Building for the future, today – combining the best of historical wisdom and modern technology.
Michael Morley will post regular updates about his progress building a unique green home with structural insulated panels (SIPs). For an introduction to this project, read Building Smart with SIPS.
There are several images that accompany this post. The photograph is of the completed building pad marked out for the trench footings. This was one of a series of 150 pictures produced by a Bushnell Trail Cam that can take time lapse pictures on a programmed interval. I set this camera up to take two pictures every eight minutes if there was motion to trigger the camera at the site. This worked great and during construction we will have a record of the installation of all materials. These stills will be assembled into a video, which we hope to share with you readers. The other image is a Sketch-up rendering of what the completed ARCX building will look like
The building site at 13th and New Jersey Street has more of a slope across the lot then it appears. We had geotechnical engineer, Dean Grob, monitor our work as we brought in engineer to fill to raise the site to a level pad. Mack Grant brought in his equipment and spread eight truckloads of crushed, recycled concrete as our base material. The topsoil and vegetation that Mack removed was then spread around the perimeter to contain the fill and provide a rough grade for the finished building. I spent several hours laying out and marking the building perimeter for the trench footings that will be going in soon. We'll be using a 16-inch-wide by 36-inch-deep footing with 2 inches of rigid insulation installed before the pour around the exterior of the footings.
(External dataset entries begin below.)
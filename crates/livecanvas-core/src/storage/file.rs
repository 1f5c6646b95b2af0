//! File-based storage implementation.

use super::{BoxFuture, Storage, StorageError, StorageResult};
use percent_encoding::{percent_decode_str, utf8_percent_encode, AsciiSet, NON_ALPHANUMERIC};
use std::fs;
use std::path::{Path, PathBuf};

/// Snapshot file extension.
const EXTENSION: &str = "loro";

/// Bytes escaped in file names. `%` is escaped too, so the mapping is reversible.
const FILE_NAME: &AsciiSet = &NON_ALPHANUMERIC.remove(b'-').remove(b'_');

/// File-based storage.
///
/// Stores each room snapshot as `<percent-encoded id>.loro` in a base directory.
pub struct FileStorage {
    /// Base directory for snapshot files.
    base_path: PathBuf,
}

impl FileStorage {
    /// Create a new file storage with the given base directory.
    ///
    /// Creates the directory if it doesn't exist.
    pub fn new(base_path: PathBuf) -> StorageResult<Self> {
        if !base_path.exists() {
            fs::create_dir_all(&base_path).map_err(|e| {
                StorageError::Io(format!("Failed to create storage directory: {}", e))
            })?;
        }
        Ok(Self { base_path })
    }

    /// Create file storage in the default location.
    ///
    /// On Unix: `~/.local/share/livecanvas/rooms/`
    /// On Windows: `%LOCALAPPDATA%\livecanvas\rooms\`
    pub fn default_location() -> StorageResult<Self> {
        let base = dirs::data_local_dir()
            .or_else(dirs::home_dir)
            .ok_or_else(|| StorageError::Io("Could not determine home directory".to_string()))?;

        Self::new(base.join("livecanvas").join("rooms"))
    }

    /// Get the file path for a room ID.
    fn snapshot_path(&self, id: &str) -> PathBuf {
        self.base_path
            .join(format!("{}.{}", encode_id(id), EXTENSION))
    }

    /// Get the base path.
    pub fn base_path(&self) -> &Path {
        &self.base_path
    }
}

/// Percent-encode everything except ASCII letters, digits, `-` and `_`.
fn encode_id(id: &str) -> String {
    utf8_percent_encode(id, FILE_NAME).to_string()
}

fn decode_id(stem: &str) -> Option<String> {
    percent_decode_str(stem)
        .decode_utf8()
        .ok()
        .map(|id| id.into_owned())
}

impl Storage for FileStorage {
    fn save(&self, id: &str, snapshot: &[u8]) -> BoxFuture<'_, StorageResult<()>> {
        let path = self.snapshot_path(id);
        let snapshot = snapshot.to_vec();

        Box::pin(async move {
            // Replace atomically via a sibling temp file.
            let tmp = path.with_extension("tmp");
            fs::write(&tmp, &snapshot).map_err(|e| {
                StorageError::Io(format!("Failed to write {}: {}", tmp.display(), e))
            })?;
            fs::rename(&tmp, &path).map_err(|e| {
                StorageError::Io(format!("Failed to replace {}: {}", path.display(), e))
            })
        })
    }

    fn load(&self, id: &str) -> BoxFuture<'_, StorageResult<Vec<u8>>> {
        let path = self.snapshot_path(id);
        let id_owned = id.to_string();

        Box::pin(async move {
            if !path.exists() {
                return Err(StorageError::NotFound(id_owned));
            }
            fs::read(&path).map_err(|e| {
                StorageError::Io(format!("Failed to read {}: {}", path.display(), e))
            })
        })
    }

    fn delete(&self, id: &str) -> BoxFuture<'_, StorageResult<()>> {
        let path = self.snapshot_path(id);

        Box::pin(async move {
            if path.exists() {
                fs::remove_file(&path).map_err(|e| {
                    StorageError::Io(format!("Failed to delete {}: {}", path.display(), e))
                })?;
            }
            Ok(())
        })
    }

    fn list(&self) -> BoxFuture<'_, StorageResult<Vec<String>>> {
        let base = self.base_path.clone();

        Box::pin(async move {
            if !base.exists() {
                return Ok(vec![]);
            }

            let entries = fs::read_dir(&base)
                .map_err(|e| StorageError::Io(format!("Failed to read directory: {}", e)))?;

            let mut ids = Vec::new();
            for entry in entries.flatten() {
                let path = entry.path();
                if path.extension().is_some_and(|e| e == EXTENSION) {
                    match path.file_stem().and_then(|s| s.to_str()).and_then(decode_id) {
                        Some(id) => ids.push(id),
                        None => log::warn!("Skipping snapshot with unreadable name: {}", path.display()),
                    }
                }
            }
            Ok(ids)
        })
    }

    fn exists(&self, id: &str) -> BoxFuture<'_, StorageResult<bool>> {
        let path = self.snapshot_path(id);
        Box::pin(async move { Ok(path.exists()) })
    }
}

#[cfg(test)]
mod tests {
    use super::*;
    use crate::crdt::{ShapeRecord, SharedStorage};
    use crate::shapes::{Rectangle, Shape};
    use crate::storage::block_on;
    use kurbo::Point;
    use tempfile::tempdir;

    #[test]
    fn test_file_storage_save_load_snapshot() {
        let dir = tempdir().unwrap();
        let storage = FileStorage::new(dir.path().to_path_buf()).unwrap();

        let mut doc = SharedStorage::new();
        let shape = Shape::Rectangle(Rectangle::new(Point::ZERO, 10.0, 20.0));
        doc.upsert_shape(&ShapeRecord::new(shape.clone(), 0.0)).unwrap();

        block_on(storage.save("room-1", &doc.export_snapshot().unwrap())).unwrap();
        assert!(dir.path().join("room-1.loro").exists());

        let bytes = block_on(storage.load("room-1")).unwrap();
        let restored = SharedStorage::from_snapshot(&bytes).unwrap();
        assert_eq!(restored.get_shape(shape.id()).unwrap().shape, shape);
    }

    #[test]
    fn test_file_storage_not_found() {
        let dir = tempdir().unwrap();
        let storage = FileStorage::new(dir.path().to_path_buf()).unwrap();

        let result = block_on(storage.load("nonexistent"));
        assert!(matches!(result, Err(StorageError::NotFound(_))));
    }

    #[test]
    fn test_file_storage_creates_directory() {
        let dir = tempdir().unwrap();
        let nested = dir.path().join("a").join("b");
        let storage = FileStorage::new(nested.clone()).unwrap();
        assert_eq!(storage.base_path(), nested.as_path());
        assert!(nested.is_dir());
    }

    #[test]
    fn test_file_storage_list_ignores_other_files() {
        let dir = tempdir().unwrap();
        let storage = FileStorage::new(dir.path().to_path_buf()).unwrap();

        block_on(storage.save("room1", b"1")).unwrap();
        block_on(storage.save("room2", b"2")).unwrap();
        fs::write(dir.path().join("notes.txt"), "x").unwrap();

        let mut list = block_on(storage.list()).unwrap();
        list.sort();
        assert_eq!(list, vec!["room1".to_string(), "room2".to_string()]);
    }

    #[test]
    fn test_file_storage_delete() {
        let dir = tempdir().unwrap();
        let storage = FileStorage::new(dir.path().to_path_buf()).unwrap();

        block_on(storage.save("room", b"x")).unwrap();
        assert!(block_on(storage.exists("room")).unwrap());

        block_on(storage.delete("room")).unwrap();
        assert!(!block_on(storage.exists("room")).unwrap());
    }

    #[test]
    fn test_file_storage_encodes_id() {
        let dir = tempdir().unwrap();
        let storage = FileStorage::new(dir.path().to_path_buf()).unwrap();

        block_on(storage.save("../team/room:1", b"data")).unwrap();
        assert!(dir.path().join("%2E%2E%2Fteam%2Froom%3A1.loro").exists());
        assert_eq!(block_on(storage.load("../team/room:1")).unwrap(), b"data");
        assert_eq!(
            block_on(storage.list()).unwrap(),
            vec!["../team/room:1".to_string()]
        );
    }

    #[test]
    fn test_file_storage_distinct_ids_do_not_collide() {
        let dir = tempdir().unwrap();
        let storage = FileStorage::new(dir.path().to_path_buf()).unwrap();

        block_on(storage.save("team/a", b"room-one")).unwrap();
        block_on(storage.save("team_a", b"room-two")).unwrap();
        block_on(storage.save("team%2Fa", b"room-three")).unwrap();

        assert_eq!(block_on(storage.load("team/a")).unwrap(), b"room-one");
        assert_eq!(block_on(storage.load("team_a")).unwrap(), b"room-two");
        assert_eq!(block_on(storage.load("team%2Fa")).unwrap(), b"room-three");

        let mut list = block_on(storage.list()).unwrap();
        list.sort();
        assert_eq!(list, vec!["team%2Fa", "team/a", "team_a"]);
    }
}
It looks like we have a dry week coming up, and we hope to have Burlinggame Concrete Company trench and pour footings this week. After that I will go in with a helper and build the wood forms for the concrete slab.
While we’re waiting for the snow to melt and the concrete to be poured, Rebecca, Jeremi and I have been trying to resolve several issues. The first issue is how to accomplish the colored concrete that we want to use as the finished floor. One option is to have the color integrated into the batch for the slab and pour and finish in the typical manner. This involves an additional charge of about $1,000 and then we would need to protect the floor during construction. The other option, which Tenants to Homeowners has used on various projects, is to pour and finish the concrete in the typical manner and then etch, stain and finish the floor as part of the finishes in the project area. The problem they have had in the past is that the finish, usually an epoxy, is relatively fragile and can be damaged with sharp objects and general wear and tear. What Rebecca and Jeremi have decided to use is a moss green color integrated into the concrete. This will be a durable, attractive finish, and I have no problem with this approach.
The other issue we are dealing with is the heating, cooling, ventilation and domestic hot water for the building. Originally, I proposed using an 80 gallon hot water tank with a copper coil heat exchanger in the tank. This would be combined with two 4-by-10-foot flat plate solar collectors on the roof. The tank was to have a backup heat source with an electric heat element in the lower part of the tank. We would then take the heated water and pump it through a loop of PEX tubing embedded in the concrete floor. I liked the idea because of the green elements of the solar hot water and the ability of the building to retain heat. I asked various people in the heating and cooling business for their opinions.
Paul Oehlert of Oehlert Heating and Air had recently installed a similar system at his home south of Lawrence. His experience was that in the winter season, with a much reduced solar angle and many, many cloudy days, the system did not provide much solar gain. When the system operated on its electric backup for much of the heating season, it became a very expensive option. In the summer months, there was way too much solar capacity from the panels and no need for the radiant heating capability. The basic system designed for the building was for an air source heat pump with 1 1/2 tons of capacity and a 16 SEER rating. The system would provide all of the heating and cooling needs of the building for under a dollar a day. I am reluctant to try any other system that would ultimately cost more to provide basic heating and cooling needs. Rebecca and Jeremi agreed with this assessment, and we settled on the high-efficiency air source heat pump as our primary heating and cooling.
That left water heating to be determined. I felt reasonably comfortable with the solar setup as described earlier for domestic hot water only with some reservation about the electric backup costs. Jeremi's research came up with a new, but highly promising approach. It is called a heat pump water heater. A standard 50 gallon insulated water tank has a small air source heat pump sitting on top of the water heater. It draws heat from the ambient 70 degree air and converts that to heat applied to the storage water tank. Although not much history is available for this type of system, it claims a 50 percent reduction in cost to heat water. From what I can read, this system has a lot of promise, and I agree that this is the way we will go.